O pus do TikTok


Google, Facebook, WhatsApp, Instagram são o rosto e o furúnculo desta sociedade.

 

Eu adoro ficar vendo o TikTok. É uma meditação escatológica. Uma espécie de No Think Tank. É também um lugar muito criativo em linguagem. As pessoas ali são videomakers e lançam formatos criativos, efeitos especiais, montagens inusitadas: uma plataforma aberta com mais de 700 milhões de usuários e crescendo loucamente desde a pandemia, como tudo que é digital.

Não dá para alguém que trabalhe com comunicação, bens de consumo, vendas, ignorar aquilo. Principalmente para atingir um público jovem, de 30 anos para baixo.

Por isso marcas tão distintas como Prada e P&G estão investindo muito na plataforma, e a um custo menor que nas outras redes.

TikTok é como novela, música sertaneja, livro do Ken Follett: não é cool falar que você gosta, mas é um fato. Você não pode ignorar uma empresa que Walmart e Microsoft queriam comprar e que provoca tanta tensão entre os governos dos Estados Unidos e da China.

Mas, ao mesmo tempo que o TikTok é tudo isso, ele também é o politicamente incorreto, a grosseria, a afronta, o mau gosto, a ostentação patética num mundo que passa fome. O mundo vive um politicamente correto às raias da paranoia, e nos grupos de WhatsApp e no TikTok ele não é nada disso: ele é o oposto.

Uma coisa comum no TikTok são pessoas espremendo pus. Repito: espremendo pus, pipocando tumores, tirando cravos e espinhas...

Se está lá em série, é porque tem audiência, é porque as pessoas gostam de ver e de espremer. Isso é pauta para o Contardo Calligaris. Eu não tenho repertório para dizer o que é isso na cabeça das pessoas.

Mas posso dizer que é uma plataforma de comunicação de alto impacto e penetração, com seus prós e contras.

Ligados em redes (viciados em redes) impulsionadas pela pandemia, nunca vivemos tão sós. Trancados no quarto, na mente, aumentado as taxas de suicídio. Muitas pessoas são lovers de odiar e haters de si mesma.

O que é o pus? O pus é a desigualdade, o liberalismo sem limite, o socialismo desencantado e sem utopia.

O pus é o consumo compulsivo, um punhado de caras terem mais dinheiro que o resto da humanidade. O pus é o “burnout”. Ele é o efeito colateral da tecnologia tão bem mostrado no “Dilema das Redes”, na Netflix.

Este é um tempo de pus. Mas é também primavera, estação de coisas lindas no ciclo da vida.
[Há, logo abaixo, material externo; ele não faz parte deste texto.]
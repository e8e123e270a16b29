//! Queries: inline queries, callback queries and payment queries.

use serde::{Deserialize, Serialize};

use super::{Location, Message, User};

/// An incoming inline query.
#[derive(Debug, Clone, PartialEq, Serialize, Deserialize)]
pub struct InlineQuery {
    pub id: String,
    pub from: User,
    /// Text of the query.
    pub query: String,
    /// Offset of the results to return, controlled by the bot.
    pub offset: String,
    #[serde(default, skip_serializing_if = "Option::is_none")]
    pub chat_type: Option<String>,
    #[serde(default, skip_serializing_if = "Option::is_none")]
    pub location: Option<Location>,
}

/// An inline result chosen by a user.
#[derive(Debug, Clone, PartialEq, Serialize, Deserialize)]
pub struct ChosenInlineResult {
    pub result_id: String,
    pub from: User,
    #[serde(default, skip_serializing_if = "Option::is_none")]
    pub location: Option<Location>,
    #[serde(default, skip_serializing_if = "Option::is_none")]
    pub inline_message_id: Option<String>,
    pub query: String,
}

/// A press on an inline keyboard callback button.
///
/// Clients show a progress bar until the bot answers with
/// `answerCallbackQuery`.
#[derive(Debug, Clone, PartialEq, Serialize, Deserialize)]
pub struct CallbackQuery {
    pub id: String,
    pub from: User,
    /// The message carrying the button, if it is not too old.
    #[serde(default, skip_serializing_if = "Option::is_none")]
    pub message: Option<Box<Message>>,
    #[serde(default, skip_serializing_if = "Option::is_none")]
    pub inline_message_id: Option<String>,
    pub chat_instance: String,
    /// Data attached to the button.
    #[serde(default, skip_serializing_if = "Option::is_none")]
    pub data: Option<String>,
    #[serde(default, skip_serializing_if = "Option::is_none")]
    pub game_short_name: Option<String>,
}

/// A shipping address.
#[derive(Debug, Clone, PartialEq, Eq, Serialize, Deserialize)]
pub struct ShippingAddress {
    pub country_code: String,
    pub state: String,
    pub city: String,
    pub street_line1: String,
    pub street_line2: String,
    pub post_code: String,
}

/// Information provided by the user at checkout.
#[derive(Debug, Clone, Default, PartialEq, Eq, Serialize, Deserialize)]
pub struct OrderInfo {
    #[serde(default, skip_serializing_if = "Option::is_none")]
    pub name: Option<String>,
    #[serde(default, skip_serializing_if = "Option::is_none")]
    pub phone_number: Option<String>,
    #[serde(default, skip_serializing_if = "Option::is_none")]
    pub email: Option<String>,
    #[serde(default, skip_serializing_if = "Option::is_none")]
    pub shipping_address: Option<ShippingAddress>,
}

/// A shipping query for an invoice with a flexible price.
#[derive(Debug, Clone, PartialEq, Eq, Serialize, Deserialize)]
pub struct ShippingQuery {
    pub id: String,
    pub from: User,
    pub invoice_payload: String,
    pub shipping_address: ShippingAddress,
}

/// A pre-checkout query; must be answered within ten seconds.
#[derive(Debug, Clone, PartialEq, Eq, Serialize, Deserialize)]
pub struct PreCheckoutQuery {
    pub id: String,
    pub from: User,
    /// ISO 4217 currency code.
    pub currency: String,
    /// Price in the smallest units of the currency.
    pub total_amount: i64,
    pub invoice_payload: String,
    #[serde(default, skip_serializing_if = "Option::is_none")]
    pub shipping_option_id: Option<String>,
    #[serde(default, skip_serializing_if = "Option::is_none")]
    pub order_info: Option<OrderInfo>,
}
Google, Facebook, WhatsApp, Instagram nos possibilitaram coisas lindas e merecem, cada um deles, o Prêmio Nobel pelo bem que fazem. Mas merecem também limites para conter o mal que fazem.

Eles são o rosto dessa sociedade e a espinha, o furúnculo desta sociedade. Por isso jornalismo, arte, política de alto nível, educação, filosofia, pensadores nunca foram tão necessários para contrapor conteúdo de qualidade nessa gangorra. Não dá para viver só por Zoom e pelo Instagram.

Este é o mês da saúde mental, da prevenção do suicídio. O pus é a doença mental das redes, que transformam seguidores em perseguidores. Mas nelas está também o maravilhoso Tadashi Kadomoto, ajudando a cada manhã 25 mil pessoas a meditar juntas, mesmo separadas.

E nós, da elite deste país, não podemos ficar na redoma de nossas bolhas privilegiadas sem participar desse debate, nem deixar nossos filhos e netos nas mãos dos tiktoks. “Menino, sai dessa televisão”, gritava minha mãe.

Mais leitura. Mais música. Mais filme, teatro, esporte, utopia. Menos live e mais life.

Vamos espremer o pus deste mundo lindo e voltar ao seu projeto original antes que o vírus da mudança climática e da desigualdade mate todos nós.

No mês da prevenção do suicídio, vamos juntos lutar contra o suicídio deste planeta cheio de tiques e de toques.

Nizan Guanaes - empreendedor, criador da N Ideias​.